Whole-Brain Radiotherapy for Brain Metastases Is Cost-Effective

Rosemary Frei, MSc

October 2015, Vol 6, No 9 - Economics of Cancer Care


The treatment of patients with brain metastases involves issues of controlling recurrence, side effects, and costs. A new analysis suggests that the novel approach of hippocampal-avoidance whole-brain radiotherapy (HA-WBRT) may be cost-­effective for controlling brain metastases compared with other treatments (Savitz ST, et al. Cancer. 2015 Sep 15. Epub ahead of print).

The analysis involved a 5-year simulation of 100,000 patients aged ?65 years who had 1 to 3 brain metastases at baseline. For patients who survive a median of 1 year, whole-brain radiotherapy was cost-effective, at a cost of $42,872 per quality-adjusted life-year (QALY) gained. Findings showed that for patients who survive a median of 2 years, the combination of neurocognitive-sparing HA-WBRT with stereotactic radiosurgery (SRS) was the most cost-effective approach, with a cost of $80,253 per QALY gained.

Over the past few years, there has been a trend toward using radiosurgery alone for patients with more than 1 brain metastasis and reserving whole-brain radiotherapy as a salvage procedure only. This is because evidence from randomized trials and a meta-analysis have indicated that radiosurgery alone is associated with improved neurocognitive function and, perhaps, an increase in survival time.

However, the only prospective study published to date indicates that whole-brain radiotherapy successfully treats patients with brain metastases, with only moderate reduction in short-term memory.

In this new cost analysis, the investigators used a Markov model with a probabilistic sensitivity analysis that they ran for 60 one-month cycles: almost all patients with brain metastases die within 5 years.

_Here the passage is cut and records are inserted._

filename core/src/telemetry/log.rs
use log::{info, warn};
use std::fs::{File, OpenOptions};
use std::io::{self, Write};
use std::path::Path;
use std::sync::Mutex;

const SECTION_RULE_WIDTH: usize = 50;

/// Routes workflow messages to the `log` facade and, optionally, appends
/// them to a plain-text workflow log.
pub struct LogManager {
    sink: Option<Mutex<File>>,
}

impl LogManager {
    pub fn new() -> Self {
        Self { sink: None }
    }

    pub fn with_file<P: AsRef<Path>>(path: P) -> io::Result<Self> {
        let file = OpenOptions::new()
            .create(true)
            .append(true)
            .open(path.as_ref())?;
        Ok(Self {
            sink: Some(Mutex::new(file)),
        })
    }

    pub fn record(&self, message: &str) {
        info!("{}", message);
        self.append(message);
    }

    pub fn warn(&self, message: &str) {
        warn!("{}", message);
        self.append(&format!("WARNING: {}", message));
    }

    /// Writes a separator after a finished workflow step.
    pub fn close_section(&self) {
        self.append(&"-".repeat(SECTION_RULE_WIDTH));
    }

    fn append(&self, line: &str) {
        let Some(sink) = self.sink.as_ref() else {
            return;
        };
        if let Ok(mut file) = sink.lock() {
            if let Err(err) = writeln!(file, "{}", line) {
                warn!("failed to append to workflow log: {}", err);
            }
        }
    }
}

impl Default for LogManager {
    fn default() -> Self {
        Self::new()
    }
}

#[cfg(test)]
mod tests {
    use super::*;
    use std::fs;
    use tempfile::tempdir;

    #[test]
    fn log_manager_appends_messages_to_file() {
        let dir = tempdir().unwrap();
        let path = dir.path().join("workflow.log");
        {
            let logger = LogManager::with_file(&path).unwrap();
            logger.record("Running combined time series");
            logger.warn("station MAD1 skipped");
            logger.close_section();
        }
        let second = LogManager::with_file(&path).unwrap();
        second.record("second run");

        let contents = fs::read_to_string(&path).unwrap();
        let lines: Vec<&str> = contents.lines().collect();
        assert_eq!(lines[0], "Running combined time series");
        assert_eq!(lines[1], "WARNING: station MAD1 skipped");
        assert_eq!(lines[2], "-".repeat(50));
        assert_eq!(lines[3], "second run");
    }

    #[test]
    fn log_manager_without_file_only_logs() {
        LogManager::default().record("no sink");
    }
}
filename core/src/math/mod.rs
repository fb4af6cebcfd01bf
pub mod stats;

pub use stats::StatsHelper;
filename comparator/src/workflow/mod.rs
pub mod config;
pub mod report;
pub mod runner;
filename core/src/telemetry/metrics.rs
use serde::Serialize;
use std::collections::BTreeMap;
use std::sync::Mutex;

/// Outcome tally for one workflow stage.
#[derive(Debug, Clone, Copy, Default, PartialEq, Eq, Serialize)]
pub struct StageCounts {
    pub processed: usize,
    pub skipped: usize,
    pub failed: usize,
}

impl StageCounts {
    /// True when nothing in the stage was skipped or failed.
    pub fn is_complete(&self) -> bool {
        self.skipped == 0 && self.failed == 0
    }
}

pub struct MetricsRecorder {
    inner: Mutex<BTreeMap<String, StageCounts>>,
}

impl MetricsRecorder {
    pub fn new() -> Self {
        Self {
            inner: Mutex::new(BTreeMap::new()),
        }
    }

    pub fn record_processed(&self, stage: &str) {
        self.update(stage, |counts| counts.processed += 1);
    }

    pub fn record_skipped(&self, stage: &str) {
        self.update(stage, |counts| counts.skipped += 1);
    }

    pub fn record_failed(&self, stage: &str) {
        self.update(stage, |counts| counts.failed += 1);
    }

    pub fn snapshot(&self, stage: &str) -> StageCounts {
        if let Ok(metrics) = self.inner.lock() {
            metrics.get(stage).copied().unwrap_or_default()
        } else {
            StageCounts::default()
        }
    }

    /// All stages seen so far, ordered by name.
    pub fn stages(&self) -> Vec<(String, StageCounts)> {
        if let Ok(metrics) = self.inner.lock() {
            metrics.iter().map(|(k, v)| (k.clone(), *v)).collect()
        } else {
            Vec::new()
        }
    }

    fn update(&self, stage: &str, apply: impl FnOnce(&mut StageCounts)) {
        if let Ok(mut metrics) = self.inner.lock() {
            apply(metrics.entry(stage.to_string()).or_default());
        }
    }
}

impl Default for MetricsRecorder {
    fn default() -> Self {
        Self::new()
    }
}

#[cfg(test)]
mod tests {
    use super::*;

    #[test]
    fn recorder_tracks_each_stage_separately() {
        let recorder = MetricsRecorder::new();
        recorder.record_processed("time_series");
        recorder.record_processed("time_series");
        recorder.record_skipped("time_series");
        recorder.record_failed("station_maps");

        assert_eq!(
            recorder.snapshot("time_series"),
            StageCounts {
                processed: 2,
                skipped: 1,
                failed: 0
            }
        );
        assert!(!recorder.snapshot("station_maps").is_complete());
        assert!(recorder.snapshot("unknown").is_complete());
        assert_eq!(recorder.stages().len(), 2);
    }
}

For patients who survive a median of 3 months, none of the treatments analyzed were deemed cost-effective compared with HA-WBRT. For patients who survive a median of 6 months, radiosurgery with whole-brain radiother­apy salvage was cost-effective, with a $92,478 cost per QALY. At 12 months, HA-WBRT was associated with a $42,872 cost per QALY, which was reduced to $24,701 at 24 months. The cost per QALY was also below $100,000 at 24 months for radiosurgery plus HA-WBRT, at $80,253.

“The highest value treatment in patients with notably prolonged survival was SRS plus HA-WBRT, with the increased cost easily offset by improvements in disease control and the minimization of late brain toxicity,” the investigators noted. However, “1 significant cost consideration that is not incorporated into the analysis is the markedly increased time to plan and deliver HA-WBRT as well as the technical reality that it is largely limited to 1 radiotherapy system,” they added.

Senior investigator David J. Sher, MD, MPH, Associate Professor, Department of Radiation Oncology, The University of Texas Southwestern Medical Center, Dallas, told Value-Based Cancer Care that the planning process for conventional whole-brain radiotherapy can take less than 30 minutes, whereas for HA-WBRT, it is typically several hours, and the treatment delivery is significantly longer and more involved.

“The ‘cost’ of more involved treatment planning and delivery is incorporated into the Medicare reimbursement for IMRT [intensity-modulated radiation therapy]-based planning, and thus implicitly included in the analysis,” said Dr Sher.

But “whether the additional planning and delivery costs associated with WBRT are reflected in the reimbursement for these treatments is an open question.”

Radiosurgery was cost-effective in patients with short (3-6 months) prognosis, whereas whole-brain radiotherapy and radiosurgery were both cost-effective in patients with longer (12-24 months) prognosis.